▶ [WORK INSTRUCTION]
Every line from the one containing "pending tick interrupt." to the one containing "fn enable(&mut self);" in the records below, both included, must be set down exactly, and no other line.

▶ [AVAILABLE RECORDS]

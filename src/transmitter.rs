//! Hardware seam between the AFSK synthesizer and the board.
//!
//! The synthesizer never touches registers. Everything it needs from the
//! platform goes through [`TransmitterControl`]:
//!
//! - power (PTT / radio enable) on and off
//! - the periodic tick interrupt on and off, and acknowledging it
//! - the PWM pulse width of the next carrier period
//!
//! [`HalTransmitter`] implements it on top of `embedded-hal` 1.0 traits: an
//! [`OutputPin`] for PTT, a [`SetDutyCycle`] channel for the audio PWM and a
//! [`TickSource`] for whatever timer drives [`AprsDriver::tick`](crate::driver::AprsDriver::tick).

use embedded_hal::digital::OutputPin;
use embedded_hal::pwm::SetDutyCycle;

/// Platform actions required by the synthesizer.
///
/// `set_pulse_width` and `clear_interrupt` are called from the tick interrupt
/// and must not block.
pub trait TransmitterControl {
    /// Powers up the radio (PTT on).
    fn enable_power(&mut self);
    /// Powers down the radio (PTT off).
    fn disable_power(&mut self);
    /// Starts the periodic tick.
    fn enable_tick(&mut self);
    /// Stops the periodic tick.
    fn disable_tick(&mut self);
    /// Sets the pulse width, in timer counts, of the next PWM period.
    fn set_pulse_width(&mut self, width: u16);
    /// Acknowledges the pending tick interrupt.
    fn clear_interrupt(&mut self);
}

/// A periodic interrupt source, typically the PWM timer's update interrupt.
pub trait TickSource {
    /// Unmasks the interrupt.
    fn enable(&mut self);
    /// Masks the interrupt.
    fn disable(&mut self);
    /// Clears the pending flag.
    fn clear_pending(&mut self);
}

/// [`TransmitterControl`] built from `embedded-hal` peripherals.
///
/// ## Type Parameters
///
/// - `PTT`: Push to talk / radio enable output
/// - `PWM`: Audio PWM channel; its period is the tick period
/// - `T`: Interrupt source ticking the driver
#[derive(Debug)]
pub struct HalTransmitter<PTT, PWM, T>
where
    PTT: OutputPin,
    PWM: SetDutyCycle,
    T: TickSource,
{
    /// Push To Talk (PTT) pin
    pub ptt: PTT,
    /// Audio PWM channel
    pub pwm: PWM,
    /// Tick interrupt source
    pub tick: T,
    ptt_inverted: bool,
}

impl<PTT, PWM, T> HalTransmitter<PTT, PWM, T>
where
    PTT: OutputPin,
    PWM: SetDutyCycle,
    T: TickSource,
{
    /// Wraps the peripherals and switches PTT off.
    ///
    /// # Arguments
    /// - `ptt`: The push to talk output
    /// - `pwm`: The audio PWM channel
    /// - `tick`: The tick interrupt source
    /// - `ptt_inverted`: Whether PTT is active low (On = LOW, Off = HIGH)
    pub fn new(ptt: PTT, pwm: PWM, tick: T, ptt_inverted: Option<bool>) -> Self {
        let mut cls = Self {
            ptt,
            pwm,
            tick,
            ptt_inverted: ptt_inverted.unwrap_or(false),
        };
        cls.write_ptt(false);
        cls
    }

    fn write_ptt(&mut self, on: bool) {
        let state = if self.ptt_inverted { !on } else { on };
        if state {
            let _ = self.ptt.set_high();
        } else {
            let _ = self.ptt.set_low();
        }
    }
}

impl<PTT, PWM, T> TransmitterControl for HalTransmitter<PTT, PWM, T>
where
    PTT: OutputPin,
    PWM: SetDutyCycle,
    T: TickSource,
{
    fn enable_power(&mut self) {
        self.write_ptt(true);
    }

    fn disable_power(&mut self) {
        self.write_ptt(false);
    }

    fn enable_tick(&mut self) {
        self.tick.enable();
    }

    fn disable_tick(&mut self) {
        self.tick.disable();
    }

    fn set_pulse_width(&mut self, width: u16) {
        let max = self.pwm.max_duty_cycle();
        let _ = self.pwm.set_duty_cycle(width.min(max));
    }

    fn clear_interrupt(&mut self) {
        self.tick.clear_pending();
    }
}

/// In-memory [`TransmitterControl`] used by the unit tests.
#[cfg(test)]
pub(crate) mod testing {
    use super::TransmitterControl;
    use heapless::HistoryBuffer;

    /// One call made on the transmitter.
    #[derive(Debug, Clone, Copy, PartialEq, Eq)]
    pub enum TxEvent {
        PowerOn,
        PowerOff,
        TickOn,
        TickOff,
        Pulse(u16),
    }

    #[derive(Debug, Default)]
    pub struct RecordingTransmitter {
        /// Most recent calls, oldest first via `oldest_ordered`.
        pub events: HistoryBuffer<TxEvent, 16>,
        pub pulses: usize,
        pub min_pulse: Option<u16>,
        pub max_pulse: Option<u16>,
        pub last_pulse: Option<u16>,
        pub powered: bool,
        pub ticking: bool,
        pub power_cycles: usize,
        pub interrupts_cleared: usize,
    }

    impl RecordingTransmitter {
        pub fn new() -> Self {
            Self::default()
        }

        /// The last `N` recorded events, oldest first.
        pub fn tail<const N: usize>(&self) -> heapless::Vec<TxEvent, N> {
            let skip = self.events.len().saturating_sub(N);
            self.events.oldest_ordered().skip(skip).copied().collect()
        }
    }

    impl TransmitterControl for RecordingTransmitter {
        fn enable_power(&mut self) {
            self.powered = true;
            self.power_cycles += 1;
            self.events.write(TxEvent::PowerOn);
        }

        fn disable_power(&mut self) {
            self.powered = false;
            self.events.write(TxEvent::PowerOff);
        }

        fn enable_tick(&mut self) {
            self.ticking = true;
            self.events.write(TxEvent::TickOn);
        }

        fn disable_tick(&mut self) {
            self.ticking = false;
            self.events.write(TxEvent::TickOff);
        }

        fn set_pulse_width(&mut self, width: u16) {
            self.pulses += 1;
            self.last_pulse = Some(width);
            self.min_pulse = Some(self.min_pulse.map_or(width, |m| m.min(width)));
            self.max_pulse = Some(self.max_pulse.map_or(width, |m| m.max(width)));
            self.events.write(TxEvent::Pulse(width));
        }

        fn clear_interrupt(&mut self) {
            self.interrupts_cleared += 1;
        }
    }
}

▶ [PROBLEM SOLUTION]
    /// Acknowledges the pending tick interrupt.
    fn clear_interrupt(&mut self);
}

/// A periodic interrupt source, typically the PWM timer's update interrupt.
pub trait TickSource {
    /// Unmasks the interrupt.
    fn enable(&mut self);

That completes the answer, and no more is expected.